La Bce, secondo la dichiarazione della presidente Christine Lagarde, opererà ancora un rialzo del costo del denaro di 50 punti base in marzo perché la dinamica dell’inflazione è ancora elevata.

Questa determinazione della Bce cozza con le analisi della Commissione europea appena pubblicate.

Si legge nelle previsioni invernali della Commissione europea che l’inflazione core (ossia l’inflazione di base) ha ormai raggiunto il suo picco e che il tasso dell’inflazione scenderà, in media d’anno, dall’8,4 per cento del 2022 al 5,6 per cento del 2023 per arrivare al 2,5 per cento nel 2024 nell’eurozona.

In altre parole, secondo la Commissione, l’ondata inflazionistica si sta esaurendo, grazie anche alle misure fin qui adottate e in assenza, ovviamente, di altri fatti traumatici non prevedibili anche se non improbabili.

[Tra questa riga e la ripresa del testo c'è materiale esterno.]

//! Test harness helpers: temp roots, a ready-made manager, and logging.

use std::path::Path;

use botvy_plugins::{
    DirectoryPluginLoader, InitializationSide, ModulePluginInstantiator, ModuleTable,
    PluginManager, PluginManagerBuilder, StubModuleSource,
};
use tempfile::TempDir;
use tracing_subscriber::EnvFilter;

/// Create a temporary directory, removed when the returned `TempDir` drops.
///
/// # Panics
///
/// Panics if the temporary directory cannot be created.
#[must_use]
pub fn temp_root() -> TempDir {
    TempDir::with_prefix("botvy-plugins-").expect("Failed to create temp directory")
}

/// A manager builder with one directory loader per root, in order, and
/// `table` behind the stub module source.
#[must_use]
pub fn manager_builder(roots: &[&Path], table: ModuleTable) -> PluginManagerBuilder {
    let instantiator = ModulePluginInstantiator::new(StubModuleSource::new(table));
    roots
        .iter()
        .enumerate()
        .fold(PluginManager::builder(instantiator), |builder, (i, root)| {
            let loader = DirectoryPluginLoader::new(*root).with_name(format!("test loader {i}"));
            builder.loader(loader)
        })
}

/// [`manager_builder`] built for `side`.
///
/// # Panics
///
/// Panics if the manager cannot be built.
#[must_use]
pub fn manager_over(
    roots: &[&Path],
    table: ModuleTable,
    side: InitializationSide,
) -> PluginManager {
    manager_builder(roots, table)
        .side(side)
        .build()
        .expect("Failed to build plugin manager")
}

/// Set up test logging with the given filter.
///
/// Safe to call from every test; only the first call installs a subscriber.
///
/// ```rust,ignore
/// botvy_test::setup_test_logging("botvy_plugins=debug");
/// ```
pub fn setup_test_logging(filter: &str) {
    let _ = tracing_subscriber::fmt()
        .with_env_filter(EnvFilter::new(filter))
        .with_test_writer()
        .try_init();
}

/// Set up test logging at `warn`.
pub fn setup_test_logging_default() {
    setup_test_logging("warn");
}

Il fatto che l’inflazione non raggiunga subito il livello del 2 per cento tanto desiderato dalla Bce dipende dal normale corso dei fenomeni che non si esauriscono di colpo, oltre al fatto che il tasso di variazione dei prezzi di un anno dipende anche dalla curva che aveva seguito l’anno precedente, tanto che già a fine 2023 è possibile che l’inflazione mensile riportata ad anno sia dell’ordine del 2 per cento.

Il segnale di fermezza

Perché, allora, la Bce insiste per aumentare i tassi d’interesse? Certo, la prudenza è d’obbligo e quindi si può capire che la banca centrale voglia evitare di mandare segnali di desistenza nella lotta all’inflazione, come potrebbe essere interpretata la decisione di fermare l’aumento tanto annunciato del costo del denaro.

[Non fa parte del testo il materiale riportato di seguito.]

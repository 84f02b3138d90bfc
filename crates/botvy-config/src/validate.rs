//! Post-merge configuration validation.

use botvy_plugins::PluginId;

use crate::error::{ConfigError, ConfigResult};
use crate::types::Config;

const VALID_LEVELS: [&str; 5] = ["trace", "debug", "info", "warn", "error"];
const VALID_FORMATS: [&str; 4] = ["pretty", "compact", "json", "full"];

/// Validate a fully-merged and deserialized configuration.
///
/// # Errors
///
/// Returns the first validation error found.
pub fn validate(config: &Config) -> ConfigResult<()> {
    validate_plugins(config)?;
    validate_logging(config)?;
    Ok(())
}

fn validate_plugins(config: &Config) -> ConfigResult<()> {
    let p = &config.plugins;

    if p.directory.as_os_str().is_empty() {
        return Err(ConfigError::Invalid {
            field: "plugins.directory".to_owned(),
            message: "plugins directory must not be empty".to_owned(),
        });
    }

    p.side()?;

    if p.init_timeout_secs == Some(0) {
        return Err(ConfigError::Invalid {
            field: "plugins.init_timeout_secs".to_owned(),
            message: "init_timeout_secs must be greater than 0; omit it to disable the limit"
                .to_owned(),
        });
    }

    if let Some(bad) = p
        .active
        .iter()
        .flatten()
        .find(|id| !PluginId::is_valid_id(id))
    {
        return Err(ConfigError::Invalid {
            field: "plugins.active".to_owned(),
            message: format!("'{bad}' is not a valid plugin id"),
        });
    }

    Ok(())
}

fn validate_logging(config: &Config) -> ConfigResult<()> {
    if !VALID_LEVELS.contains(&config.logging.level.as_str()) {
        return Err(ConfigError::Invalid {
            field: "logging.level".to_owned(),
            message: format!(
                "unsupported log level '{}'; expected one of: {}",
                config.logging.level,
                VALID_LEVELS.join(", ")
            ),
        });
    }

    if !VALID_FORMATS.contains(&config.logging.format.as_str()) {
        return Err(ConfigError::Invalid {
            field: "logging.format".to_owned(),
            message: format!(
                "unsupported log format '{}'; expected one of: {}",
                config.logging.format,
                VALID_FORMATS.join(", ")
            ),
        });
    }

    Ok(())
}

#[cfg(test)]
mod tests {
    use super::*;

    fn field_of(result: ConfigResult<()>) -> String {
        match result {
            Err(ConfigError::Invalid { field, .. }) => field,
            other => panic!("expected a validation error, got {other:?}"),
        }
    }

    #[test]
    fn defaults_are_valid() {
        assert!(validate(&Config::default()).is_ok());
    }

    #[test]
    fn zero_timeout_is_rejected() {
        let mut config = Config::default();
        config.plugins.init_timeout_secs = Some(0);
        assert_eq!(field_of(validate(&config)), "plugins.init_timeout_secs");

        config.plugins.init_timeout_secs = Some(10);
        assert!(validate(&config).is_ok());
    }

    #[test]
    fn unknown_side_is_rejected() {
        let mut config = Config::default();
        config.plugins.side = "both".to_owned();
        assert_eq!(field_of(validate(&config)), "plugins.side");
    }

    #[test]
    fn invalid_active_id_is_rejected() {
        let mut config = Config::default();
        config.plugins.active = Some(vec!["botvy.core.log".to_owned(), "nodots".to_owned()]);
        assert_eq!(field_of(validate(&config)), "plugins.active");
    }

    #[test]
    fn logging_level_and_format_are_checked() {
        let mut config = Config::default();
        config.logging.level = "loud".to_owned();
        assert_eq!(field_of(validate(&config)), "logging.level");

        let mut config = Config::default();
        config.logging.format = "xml".to_owned();
        assert_eq!(field_of(validate(&config)), "logging.format");
    }

    #[test]
    fn empty_directory_is_rejected() {
        let mut config = Config::default();
        config.plugins.directory = std::path::PathBuf::new();
        assert_eq!(field_of(validate(&config)), "plugins.directory");
    }
}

C’è poi una seconda ragione che forse resta rilevante. In realtà l’obiettivo della Bce non è tanto di bloccare l’inflazione futura, quanto quella di adattare il costo del denaro nell’eurozona all’inflazione corrente, ossia sta semplicemente inseguendo l’inflazione più che contrastarla.

Con un’inflazione ancora oltre il 5 per cento in media nel 2023, come pronosticato dalla Commissione europea, il costo del denaro nell’eurozona resterebbe ancora basso in termini reali, generando disagi in particolare alle istituzioni finanziarie (banche e assicurazioni) che già hanno dovuto vivere alcuni anni di rendimenti negativi.

Sempre in ritardo

D’altro canto, in questo ciclo d’inflazione, il ruolo della politica monetaria è stato più a rimorchio dell’inflazione che ad anticiparla.

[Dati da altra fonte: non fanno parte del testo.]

//! Terminal styling for `botvy` output.

use botvy_plugins::PluginState;
use colored::Colorize;

/// Width of [`Theme::rule`].
const RULE_WIDTH: usize = 60;

/// Styled text fragments.
pub(crate) struct Theme;

impl Theme {
    /// Section heading.
    pub(crate) fn heading(text: &str) -> String {
        text.bold().cyan().to_string()
    }

    /// A line for something that worked.
    pub(crate) fn ok(text: &str) -> String {
        format!("{} {text}", "✓".green().bold())
    }

    /// A line for something that failed.
    pub(crate) fn fail(text: &str) -> String {
        format!("{} {}", "✗".red().bold(), text.red())
    }

    /// A line for something that was skipped.
    pub(crate) fn warn(text: &str) -> String {
        format!("{} {}", "-".yellow().bold(), text.yellow())
    }

    /// A neutral remark.
    pub(crate) fn note(text: &str) -> String {
        format!("{} {text}", "·".blue())
    }

    /// De-emphasized text.
    pub(crate) fn muted(text: &str) -> String {
        text.dimmed().to_string()
    }

    /// Horizontal rule under a heading.
    pub(crate) fn rule() -> String {
        "─".repeat(RULE_WIDTH).dimmed().to_string()
    }

    /// Fixed-width badge for a plugin lifecycle state.
    pub(crate) fn plugin_state(state: &PluginState) -> String {
        match state {
            PluginState::Instantiated => format!("{:<7}", "loaded").blue().to_string(),
            PluginState::Initializing => format!("{:<7}", "pending").yellow().to_string(),
            PluginState::Ready => format!("{:<7}", "ready").green().to_string(),
            PluginState::Failed(_) => format!("{:<7}", "failed").red().bold().to_string(),
        }
    }
}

Dopo che per molti anni la politica monetaria aveva tentato invano di resuscitare l’inflazione con enormi immissioni di liquidità, questa è esplosa per cause contingenti (pandemia e guerra), ha fatto il suo corso ed ora sembra tornare su livelli più moderati, mentre la politica monetaria si sta facendo più restrittiva proprio durante il calo della crescita dei prezzi.

Il prossimo aumento dei tassi da parte della Bce è ormai scontato dai mercati e, si spera, non farà eccessivi danni.

Sarebbe comunque bene che dopo marzo si evitasse di fare altre dichiarazioni e si osservassero meglio i dati dell’inflazione e della crescita futura dell’Eurozona.